**Aim of the exercise:** What is needed is a word-for-word transcription of every record below.
*** Begin section ***
//! Error types for fog computation.
//!
//! Most of the fog pipeline never returns these to the caller: the boolean-op
//! wrapper, the engine and the service catch them at their boundary and render
//! them into the `errors`/`warnings` lists of their outcome objects. They are
//! returned directly only by the few operations whose contract is fallible
//! (bounds validation, viewport polygon construction, revealed-area loading).

use thiserror::Error;

/// Errors raised by fog computation components.
#[derive(Debug, Clone, PartialEq, Error)]
pub enum FogError {
    /// Viewport bounds are inverted, non-finite or outside the valid range.
    #[error(
        "invalid viewport bounds [{min_lon}, {min_lat}, {max_lon}, {max_lat}]: {reason}"
    )]
    InvalidBounds {
        min_lon: f64,
        min_lat: f64,
        max_lon: f64,
        max_lat: f64,
        reason: String,
    },

    /// A feature failed geometry validation.
    #[error("geometry validation failed: {0}")]
    GeometryValidation(String),

    /// The underlying boolean-geometry operation failed.
    #[error("boolean {operation} failed: {message}")]
    BooleanOperation {
        operation: &'static str,
        message: String,
    },

    /// A cache entry was found under a key it was not stored with.
    #[error("cache key mismatch")]
    CacheKeyMismatch,

    /// The revealed-area source failed to produce features.
    #[error("revealed-area source failed: {0}")]
    Source(String),
}

impl FogError {
    /// Creates a boolean operation failure from a panic payload.
    pub(crate) fn from_panic(operation: &'static str, payload: Box<dyn std::any::Any + Send>) -> Self {
        let message = if let Some(s) = payload.downcast_ref::<&str>() {
            (*s).to_string()
        } else if let Some(s) = payload.downcast_ref::<String>() {
            s.clone()
        } else {
            "unknown panic in geometry library".to_string()
        };
        Self::BooleanOperation { operation, message }
    }
}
*** End section ***
**Your response:**
//! Error types for fog computation.
//!
//! Most of the fog pipeline never returns these to the caller: the boolean-op
//! wrapper, the engine and the service catch them at their boundary and render
//! them into the `errors`/`warnings` lists of their outcome objects. They are
//! returned directly only by the few operations whose contract is fallible
//! (bounds validation, viewport polygon construction, revealed-area loading).

use thiserror::Error;

/// Errors raised by fog computation components.
#[derive(Debug, Clone, PartialEq, Error)]
pub enum FogError {
    /// Viewport bounds are inverted, non-finite or outside the valid range.
    #[error(
        "invalid viewport bounds [{min_lon}, {min_lat}, {max_lon}, {max_lat}]: {reason}"
    )]
    InvalidBounds {
        min_lon: f64,
        min_lat: f64,
        max_lon: f64,
        max_lat: f64,
        reason: String,
    },

    /// A feature failed geometry validation.
    #[error("geometry validation failed: {0}")]
    GeometryValidation(String),

    /// The underlying boolean-geometry operation failed.
    #[error("boolean {operation} failed: {message}")]
    BooleanOperation {
        operation: &'static str,
        message: String,
    },

    /// A cache entry was found under a key it was not stored with.
    #[error("cache key mismatch")]
    CacheKeyMismatch,

    /// The revealed-area source failed to produce features.
    #[error("revealed-area source failed: {0}")]
    Source(String),
}

impl FogError {
    /// Creates a boolean operation failure from a panic payload.
    pub(crate) fn from_panic(operation: &'static str, payload: Box<dyn std::any::Any + Send>) -> Self {
        let message = if let Some(s) = payload.downcast_ref::<&str>() {
            (*s).to_string()
        } else if let Some(s) = payload.downcast_ref::<String>() {
            s.clone()
        } else {
            "unknown panic in geometry library".to_string()
        };
        Self::BooleanOperation { operation, message }
    }
}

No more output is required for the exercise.